Königin des Lichts: Drei Romane in einem Band (German Edition)
Wut stieg in ihm auf. »Wie kann ich bleiben und die beiden zusammen sehen? Wie kann ich gehen, wenn ich hier angekettet bin?«
»Die Zeit wird kommen, die Ketten zu zerbrechen.«
»Das sagst du immer.« Thane richtete sich auf und ging zur nächsten Box. »Aber die Jahre vergehen, eines wie das andere.«
»Die Prophezeiung wird sich erfüllen, Thane.«
»Die Prophezeiung!« Mit einem freudlosen Lachen griff er nach den Wassereimern. »Ein Mythos, ein Schatten, um die von Lorcan Geknechteten mit falscher Hoffnung zu besänftigen. Die einzige Wahrheit ist das Schwert. Eines Tages wird meine Hand frei sein, damit zu kämpfen.«
»Ein Schwert wird deine Ketten zerbrechen, Thane, aber nicht der Stahl wird die Welt befreien, sondern der Mitternachtsstern.« Kern sprang von seinem Fass und legte Thane die Hand auf den Arm. »Gönne dir ein wenig Freude, bevor dieser Tag kommt, sonst wirst du nie wirklich frei sein.«
»Ich werde mich genug freuen, wenn Lorcans Blut mein Schwert befleckt.«
Kern schüttelte den Kopf. »Ein Sturm braut sich zusammen, und du wirst auf seinen Fittichen reiten. Aber es liegt bei dir, ob du alleine reitest.«
Er schnalzte mit dem Finger und hielt auf einmal einen appetitlich roten Apfel in der Hand, den er Thane mit einem verschmitzten Grinsen zuwarf. Dann verschwand er.

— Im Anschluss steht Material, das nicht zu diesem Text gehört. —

use parking_lot::Mutex;

use crate::error::{Error, Result};

use super::model::{Item, ItemId, TagPatch};

/// The collection store the projection engine consumes.
///
/// `items` runs once at mount to build the tree; `get` resolves a tree
/// leaf back to its metadata and real path; `update` + `save` persist
/// the projected tag fields after a header write-back.
pub trait Store: Send + Sync {
    fn items(&self) -> Vec<Item>;
    fn get(&self, id: ItemId) -> Option<Item>;
    fn update(&self, id: ItemId, patch: TagPatch) -> Result<()>;
    fn save(&self) -> Result<()>;
}

/// In-memory store over a plain item list.
pub struct MemoryStore {
    items: Mutex<Vec<Item>>,
}

impl MemoryStore {
    pub fn new(items: Vec<Item>) -> Self {
        Self {
            items: Mutex::new(items),
        }
    }
}

impl Store for MemoryStore {
    fn items(&self) -> Vec<Item> {
        self.items.lock().clone()
    }

    fn get(&self, id: ItemId) -> Option<Item> {
        self.items.lock().iter().find(|i| i.id == id).cloned()
    }

    fn update(&self, id: ItemId, patch: TagPatch) -> Result<()> {
        let mut items = self.items.lock();
        let item = items
            .iter_mut()
            .find(|i| i.id == id)
            .ok_or(Error::MissingItem(id.0))?;
        item.title = patch.title;
        item.artist = patch.artist;
        item.album = patch.album;
        item.genre = patch.genre;
        Ok(())
    }

    fn save(&self) -> Result<()> {
        // Nothing to flush for the in-memory store.
        Ok(())
    }
}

Thane biss in den Apfel. Der Geschmack in seinem Mund erinnerte ihn an Aurora, und er gab den Rest einem gierigen Wallach.

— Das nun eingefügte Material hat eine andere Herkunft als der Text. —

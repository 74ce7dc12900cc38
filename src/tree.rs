//! Directory tree index over resolved path segments.
//!
//! Built once from every collection item at mount time and replaced
//! wholesale on remount; queries never mutate it. Every file entry
//! sits at exactly template depth, so any shorter path is a directory
//! by construction.

use std::collections::BTreeMap;

use crate::error::{Error, Result};
use crate::library::ItemId;

/// One directory: named child directories and named file entries.
/// Names are unique within a node; ordering comes from the maps, which
/// keeps listings deterministic across rebuilds.
#[derive(Debug, Default, Clone, PartialEq, Eq)]
pub struct DirNode {
    dirs: BTreeMap<String, DirNode>,
    files: BTreeMap<String, ItemId>,
}

impl DirNode {
    pub fn dir_names(&self) -> Vec<String> {
        self.dirs.keys().cloned().collect()
    }

    pub fn file_names(&self) -> Vec<String> {
        self.files.keys().cloned().collect()
    }

    pub fn dir(&self, name: &str) -> Option<&DirNode> {
        self.dirs.get(name)
    }

    pub fn file(&self, name: &str) -> Option<ItemId> {
        self.files.get(name).copied()
    }
}

/// The whole mount's path tree.
#[derive(Debug, Default, Clone, PartialEq, Eq)]
pub struct Tree {
    root: DirNode,
}

impl Tree {
    pub fn new() -> Self {
        Self::default()
    }

    /// Insert one item's resolved segments: intermediate directories
    /// for every level but the last, the filename at the last. Two
    /// items resolving to the same full path are last-write-wins.
    pub fn insert(&mut self, segments: &[String], id: ItemId) {
        let Some((filename, dirs)) = segments.split_last() else {
            return;
        };
        let mut node = &mut self.root;
        for segment in dirs {
            node = node.dirs.entry(segment.clone()).or_default();
        }
        node.files.insert(filename.clone(), id);
    }

    /// Descend to the directory node addressed by `segments`; the
    /// empty list addresses the root. `NotFound` on any absent
    /// intermediate segment.
    pub fn node<S: AsRef<str>>(&self, segments: &[S]) -> Result<&DirNode> {
        let mut node = &self.root;
        for segment in segments {
            node = node.dirs.get(segment.as_ref()).ok_or(Error::NotFound)?;
        }
        Ok(node)
    }

    /// Resolve a full file path (directory segments plus filename) to
    /// its item id.
    pub fn file<S: AsRef<str>>(&self, segments: &[S]) -> Result<ItemId> {
        let (filename, dirs) = segments.split_last().ok_or(Error::NotAFile)?;
        self.node(dirs)?
            .file(filename.as_ref())
            .ok_or(Error::NotFound)
    }
}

Für ihn war es besser, allein zu sein.
6
I N EINEN PUR PURFARBENEN Umhang gehüllt, der von einer juwelenbesetzten Brosche zusammengehalten wurde, sah Lorcan zu, wie sich sein Sohn im Schwertkampf übte. Was Owen an Eleganz und Form fehlte, glich er durch Brutalität aus. Das gefiel seinem Vater.
Der Soldat, den er für diese Übung ausgewählt hatte, besaß eine ruhige Hand und ein sicheres Auge, das machte den Kampf interessant. Allerdings gab es in ganz Twylia niemanden, der den Prinz im Zweikampf besiegen konnte.
Niemand würde es wagen.
Ihm war nur ein einziger Sohn vergönnt gewesen, eine bittere Enttäuschung. Die Frau, mit der er sich in seiner Jugend vermählt hatte, hatte vor Owen zwei Totgeburten erlitten. Wenige Tage nach der Entbindung war sie gestorben, wie sie gelebt hatte, ohne ein Wort der Klage oder des Widerspruchs.
Danach hatte er ein junges Mädchen zur Frau genommen, das sich trotz gesunden Aussehens als unfruchtbar erwiesen hatte. Es war kein Problem gewesen, sich ihrer zu entledigen, indem er sie als Hexe verurteilen ließ. Nach einem Monat im Verlies in den Händen seiner Folterknechte hatte sie willig ein Geständnis abgelegt und sich den reinigenden Flammen überantwortet.
Dann hatte er Brynn geheiratet, eine entfernte Cousine der früheren Königin, weil er wollte, dass in den Adern seiner künftigen Söhne königliches Blut floss. Allerdings hatte sie ihm nur zwei Töchter geboren, sonst hätte er sich
seines Erstgeboren entledigt, ohne mit der Wimper zu zucken.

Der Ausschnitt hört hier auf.